* _EXERCISE_:
Where does the string "trimmed" occur in the records below? Copy every line that holds it.

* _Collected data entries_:
--------------------------------
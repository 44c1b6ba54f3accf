//! Fixed-scale decimal helpers for prices and amounts
//!
//! Uses rust_decimal for deterministic arithmetic (no floating-point drift
//! across thousands of incremental updates). Every value entering a book is
//! normalized to [`SCALE`] fractional digits with HALF_UP rounding.

use std::str::FromStr;

use rust_decimal::{Decimal, RoundingStrategy};

use crate::error::ParseError;

/// Number of fractional digits kept for prices and amounts.
pub const SCALE: u32 = 12;

/// Round to [`SCALE`] fractional digits, half away from zero.
pub fn normalize(value: Decimal) -> Decimal {
    value
        .round_dp_with_strategy(SCALE, RoundingStrategy::MidpointAwayFromZero)
        .normalize()
}

/// Parse a wire decimal (plain or scientific notation) and normalize it.
pub fn parse_decimal(raw: &str) -> Result<Decimal, ParseError> {
    let trimmed = raw.trim();
    let parsed = Decimal::from_str(trimmed)
        .or_else(|_| Decimal::from_scientific(trimmed))
        .map_err(|_| ParseError::InvalidDecimal {
            value: raw.to_string(),
        })?;
    Ok(normalize(parsed))
}
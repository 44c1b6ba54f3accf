//! Property tests for the order book engine
//!
//! - Same-price deltas accumulate to their sum
//! - Levels disappear as soon as their amount reaches zero or below
//! - Ascending and descending price lists mirror each other
//! - Remove-then-add replaces a level exactly like a direct insert

use std::collections::BTreeMap;

use feed_aggregator::book::{Book, BookChange, Order, Side};
use proptest::prelude::*;
use rust_decimal::Decimal;

fn amount(units: i64) -> Decimal {
    Decimal::new(units, 4)
}

/// Reference model: price → resting amount, positive only.
fn apply_model(model: &mut BTreeMap<i64, Decimal>, price: i64, delta: Decimal) {
    match model.get(&price).copied() {
        None if delta > Decimal::ZERO => {
            model.insert(price, delta);
        }
        None => {}
        Some(current) => {
            let next = current + delta;
            if next <= Decimal::ZERO {
                model.remove(&price);
            } else {
                model.insert(price, next);
            }
        }
    }
}

proptest! {
    #[test]
    fn prop_same_price_deltas_sum(units in prop::collection::vec(1i64..1_000_000, 1..40)) {
        let mut book = Book::new(Side::Bid);
        let price = Decimal::from(50_000);
        for u in &units {
            book.add(Order::new(price, amount(*u), Some(1)));
        }

        let expected: Decimal = units.iter().map(|u| amount(*u)).sum();
        let level = book.order_for_price(&price).unwrap();
        prop_assert_eq!(level.amount, expected);
        prop_assert_eq!(level.count, Some(units.len() as u32));
        prop_assert_eq!(book.size(), 1);
    }

    #[test]
    fn prop_book_matches_model(
        ops in prop::collection::vec((0i64..20, -500_000i64..500_000), 1..200),
    ) {
        let mut book = Book::new(Side::Ask);
        let mut model = BTreeMap::new();

        for (price, units) in ops {
            let before = book.size();
            let change = book.add(Order::new(Decimal::from(price), amount(units), None));
            apply_model(&mut model, price, amount(units));

            if let BookChange::Removed(removed) = change {
                prop_assert!(book.order_for_price(&removed).is_none());
                prop_assert_eq!(book.size(), before - 1);
            }
        }

        prop_assert_eq!(book.size(), model.len());
        for (price, expected) in &model {
            let level = book.order_for_price(&Decimal::from(*price)).unwrap();
            prop_assert_eq!(level.amount, *expected);
        }
    }

    #[test]
    fn prop_ordered_prices_mirror(
        ops in prop::collection::vec((0i64..1_000, -100i64..1_000), 0..100),
    ) {
        let mut book = Book::new(Side::Bid);
        for (price, units) in ops {
            book.add(Order::new(Decimal::new(price, 2), Decimal::from(units), None));
        }

        let ascending = book.ordered_prices(true);
        let mut descending = book.ordered_prices(false);
        descending.reverse();
        prop_assert_eq!(&ascending, &descending);
        prop_assert_eq!(ascending.len(), book.size());
        for price in &ascending {
            prop_assert!(book.order_for_price(price).unwrap().amount > Decimal::ZERO);
        }
        prop_assert!(ascending.windows(2).all(|w| w[0] < w[1]));
    }

    #[test]
    fn prop_remove_then_add_equals_direct_set(
        levels in prop::collection::btree_map(1i64..500, 1i64..10_000, 1..30),
        target in 1i64..500,
        replacement in 1i64..10_000,
    ) {
        let mut replayed = Book::new(Side::Bid);
        let mut direct = Book::new(Side::Bid);
        for (price, units) in &levels {
            let order = Order::new(Decimal::from(*price), amount(*units), Some(1));
            replayed.add(order.clone());
            if *price != target {
                direct.add(order);
            }
        }

        let price = Decimal::from(target);
        replayed.remove(&price);
        replayed.add(Order::new(price, amount(replacement), Some(1)));
        direct.add(Order::new(price, amount(replacement), Some(1)));

        prop_assert_eq!(replayed, direct);
    }
}

#[test]
fn test_first_insert_non_positive_is_ignored() {
    let mut book = Book::new(Side::Ask);
    assert_eq!(
        book.add(Order::new(Decimal::from(10), Decimal::from(-1), None)),
        BookChange::Ignored
    );
    assert!(book.is_empty());
}
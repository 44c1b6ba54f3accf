//! Aggregated order information for a single price level

use rust_decimal::Decimal;
use serde::{Deserialize, Serialize};

use crate::numeric::normalize;

/// Book side
#[derive(Debug, Clone, Copy, PartialEq, Eq, Hash, PartialOrd, Ord, Serialize, Deserialize)]
#[serde(rename_all = "UPPERCASE")]
pub enum Side {
    /// Resting buy interest
    Bid,
    /// Resting sell interest
    Ask,
}

impl Side {
    pub fn opposite(&self) -> Self {
        match self {
            Side::Bid => Side::Ask,
            Side::Ask => Side::Bid,
        }
    }

    /// Best-first iteration order for this side.
    pub fn best_first_ascending(&self) -> bool {
        matches!(self, Side::Ask)
    }
}

/// One price level's accumulated volume and order count.
#[derive(Debug, Clone, PartialEq, Eq, Serialize, Deserialize)]
pub struct Order {
    pub price: Decimal,
    /// Resting volume; a signed delta when passed to [`Book::add`](super::Book::add).
    pub amount: Decimal,
    /// Number of orders at this level, `None` when the exchange does not report it.
    pub count: Option<u32>,
}

impl Order {
    pub fn new(price: Decimal, amount: Decimal, count: Option<u32>) -> Self {
        Self {
            price: normalize(price),
            amount: normalize(amount),
            count,
        }
    }

    /// Fold a delta into this level. Returns true if the level is now empty.
    pub(crate) fn absorb(&mut self, delta: &Order) -> bool {
        self.amount = normalize(self.amount + delta.amount);
        self.count = merge_count(self.count, delta.count);
        self.is_empty()
    }

    pub fn is_empty(&self) -> bool {
        self.amount <= Decimal::ZERO
    }
}

/// Combine a stored count with an incoming one.
///
/// An unknown stored count stays unknown. An unknown incoming count leaves
/// the stored count unchanged.
pub fn merge_count(stored: Option<u32>, incoming: Option<u32>) -> Option<u32> {
    match (stored, incoming) {
        (Some(stored), Some(incoming)) => Some(stored.saturating_add(incoming)),
        (Some(stored), None) => Some(stored),
        (None, _) => None,
    }
}

#[cfg(test)]
mod tests {
    use super::*;

    #[test]
    fn test_merge_count_rules() {
        assert_eq!(merge_count(Some(1), Some(1)), Some(2));
        assert_eq!(merge_count(Some(3), None), Some(3));
        assert_eq!(merge_count(None, Some(4)), None);
        assert_eq!(merge_count(None, None), None);
        assert_eq!(merge_count(Some(u32::MAX), Some(1)), Some(u32::MAX));
    }

    #[test]
    fn test_absorb_reports_empty() {
        let mut level = Order::new(Decimal::from(100), Decimal::from(2), Some(1));
        assert!(!level.absorb(&Order::new(Decimal::from(100), Decimal::from(-1), Some(1))));
        assert_eq!(level.amount, Decimal::ONE);
        assert!(level.absorb(&Order::new(Decimal::from(100), Decimal::from(-1), None)));
    }

    #[test]
    fn test_side_opposite() {
        assert_eq!(Side::Bid.opposite(), Side::Ask);
        assert!(Side::Ask.best_first_ascending());
        assert!(!Side::Bid.best_first_ascending());
    }
}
--------------------------------
* _SOLUTION TO THIS TASK_:
    let trimmed = raw.trim();
    let parsed = Decimal::from_str(trimmed)
        .or_else(|_| Decimal::from_scientific(trimmed))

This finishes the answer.